It's 4:15pm on a Thursday and Tom Nguyen is staring at a spreadsheet that's been open since Monday. Not the same tab — he's been updating it all week — but the same fundamental problem: 4,200 candidates in Apex Recruitment's JobAdder database, and somewhere in there are the right people for three open construction roles his clients have been waiting on for nearly a month.
The roles aren't obscure. Senior site supervisor, project engineer, and a civil foreperson for a major Brisbane infrastructure project. Good salaries, excellent clients, genuine opportunities. The candidates almost certainly exist in the database. But finding them, re-engaging them, checking their availability, scheduling interviews, collecting references — that's the part that takes forever.
Tom runs Apex Recruitment from the CBD, four consultants specialising in construction and engineering placements across South East Queensland.

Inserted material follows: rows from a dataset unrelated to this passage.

impl ServiceInner {
    fn commands(&self) -> ReentrantMutexGuard<'_, ()> {
        self.commands.lock()
    }

    fn ensure_live(&self) -> Result<()> {
        if self.shared.is_disposed() {
            return Err(AnchorError::Disposed);
        }
        Ok(())
    }

    /// Insert anchors not yet tracked. Returns the live instance per input.
    fn register(&self, anchors: Vec<Arc<Anchor>>) -> Vec<Arc<Anchor>> {
        let live: Vec<Arc<Anchor>> = {
            let mut state = self.shared.lock();
            anchors
                .into_iter()
                .map(|anchor| state.registry.insert_if_absent(anchor))
                .collect()
        };
        self.shared.notify_changed();
        live
    }

    fn pause_tracking(&self, anchors: &[Arc<Anchor>]) {
        if anchors.is_empty() {
            return;
        }
        debug!("Pausing tracking of {} anchors", anchors.len());
        self.engine.pause_tracking(anchors);
    }

    /// Resume tracking, skipping anchors whose removal is in progress.
    fn resume_tracking(&self, anchors: &[Arc<Anchor>]) {
        let anchors = self.shared.lock().trackable(anchors);
        if anchors.is_empty() {
            return;
        }
        debug!("Resuming tracking of {} anchors", anchors.len());
        self.engine.resume_tracking(&anchors);
    }

    fn destroy(&self, ids: &[AnchorId]) -> usize {
        let _commands = self.commands();

        // Phase 1: collect, and keep the targets out of resume commands
        let targets = {
            let mut guard = self.shared.lock();
            let state = &mut *guard;
            let targets: Vec<Arc<Anchor>> = state
                .registry
                .select(ids)
                .into_iter()
                .filter(|a| !state.removing.contains(&a.id()))
                .collect();
            state.removing.extend(targets.iter().map(|a| a.id()));
            targets
        };
        if targets.is_empty() {
            return 0;
        }

        // Phase 2: stop the engine tracking them
        self.pause_tracking(&targets);

        // Phase 3: remove
        let mut destroyed = Vec::with_capacity(targets.len());
        {
            let mut state = self.shared.lock();
            for anchor in &targets {
                state.removing.remove(&anchor.id());
                if let Some(removed) = state.registry.remove(&anchor.id()) {
                    destroyed.push(removed);
                }
            }
        }
        self.shared.notify_changed();

        for anchor in &destroyed {
            anchor.dispose();
        }
        debug!("Destroyed {} anchors", destroyed.len());
        destroyed.len()
    }

    fn destroy_all(&self) -> usize {
        let ids: Vec<AnchorId> = self.shared.lock().registry.ids().copied().collect();
        self.destroy(&ids)
    }

    fn wait_for_state(&self, target: LocalizationState) -> Result<()> {
        let timeout = self.config.restart_timeout;
        // An unrepresentable deadline means no deadline.
        let deadline = timeout.and_then(|t| Instant::now().checked_add(t));

        let reached = self.shared.wait_until(deadline, self.config.poll_interval, |state| {
            state.localization.state() == target
        });

        if reached {
            debug!("Localization reached {:?}", target);
            return Ok(());
        }
        if self.shared.is_disposed() {
            warn!("Service disposed while waiting for {:?}", target);
            return Err(AnchorError::Disposed);
        }

        let err = AnchorError::RestartTimedOut {
            target,
            waited: timeout.unwrap_or_default(),
        };
        warn!("{}", err);
        Err(err)
    }

    fn dispose(&self) {
        if self.shared.mark_disposed() {
            return;
        }

        let subscriptions = std::mem::take(&mut *self.subscriptions.lock());
        if let Some(id) = subscriptions.session_lifecycle {
            self.session.events().unsubscribe(id);
        }
        if let Some(id) = subscriptions.session_deinit {
            self.session.events().unsubscribe(id);
        }
        if let Some(id) = subscriptions.engine {
            self.engine.events().unsubscribe(id);
        }

        let destroyed = self.destroy_all();
        self.localization_updates.clear();
        info!("Anchor service disposed, destroyed {} anchors", destroyed);
    }

    // ------------------------------------------------------------------
    // Event handlers
    // ------------------------------------------------------------------

    fn handle_engine_event(&self, event: &EngineEvent) {
        match event {
            EngineEvent::LocalizationStateChanged(update) => {
                self.handle_localization_state_changed(*update)
            }
            EngineEvent::AnchorsCreated(anchors) => self.handle_anchors_created(anchors),
            EngineEvent::AnchorsUpdated(updates) => self.handle_anchors_updated(updates),
        }
    }

    fn handle_localization_state_changed(&self, update: LocalizationStateUpdate) {
        let snapshot = {
            let mut state = self.shared.lock();
            state.localization.apply(update);
            state.localization.snapshot()
        };
        self.shared.notify_changed();
        self.localization_updates.publish(&snapshot);
    }

    fn handle_anchors_created(&self, anchors: &[Arc<Anchor>]) {
        let _commands = self.commands();
        let live = self.register(anchors.to_vec());
        debug!("Engine delivered {} created anchors", live.len());
        self.resume_tracking(&live);
    }

    fn handle_anchors_updated(&self, updates: &[AnchorUpdate]) {
        let targets: Vec<(Arc<Anchor>, &AnchorUpdate)> = {
            let state = self.shared.lock();
            updates
                .iter()
                .filter_map(|update| match state.registry.get(&update.id) {
                    Some(anchor) => Some((Arc::clone(anchor), update)),
                    None => {
                        debug!("Ignoring update for untracked anchor {}", update.id);
                        None
                    }
                })
                .collect()
        };

        for (anchor, update) in targets {
            anchor.apply_update(update);
        }
        self.shared.notify_changed();
    }

    fn handle_session_paused(&self) {
        let _commands = self.commands();
        let anchors = self.shared.lock().registry.snapshot();
        info!("Session paused");
        self.pause_tracking(&anchors);
    }

    fn handle_session_resumed(&self) {
        let _commands = self.commands();
        let anchors = self.shared.lock().registry.snapshot();
        info!("Session resumed");
        self.resume_tracking(&anchors);
    }

    fn handle_session_deinitialized(&self) {
        if self.shared.mark_session_deinitialized() {
            return;
        }

        let destroyed = self.destroy_all();

        let mut subscriptions = self.subscriptions.lock();
        if let Some(id) = subscriptions.session_deinit.take() {
            self.session.events().unsubscribe(id);
        }
        if let Some(id) = subscriptions.engine.take() {
            self.engine.events().unsubscribe(id);
        }
        info!("Session deinitialized, destroyed {} anchors", destroyed);
    }
}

It's a tight, high-quality team. But tight teams don't scale without automation, and by early 2026 the admin load had quietly become the agency's ceiling.
"We weren't dropping balls — the work was getting done," Tom told us. "But every consultant was spending three hours a day on things that weren't actually recruitment. Screening, scheduling, chasing references. We were good at the job; we just couldn't do enough of it."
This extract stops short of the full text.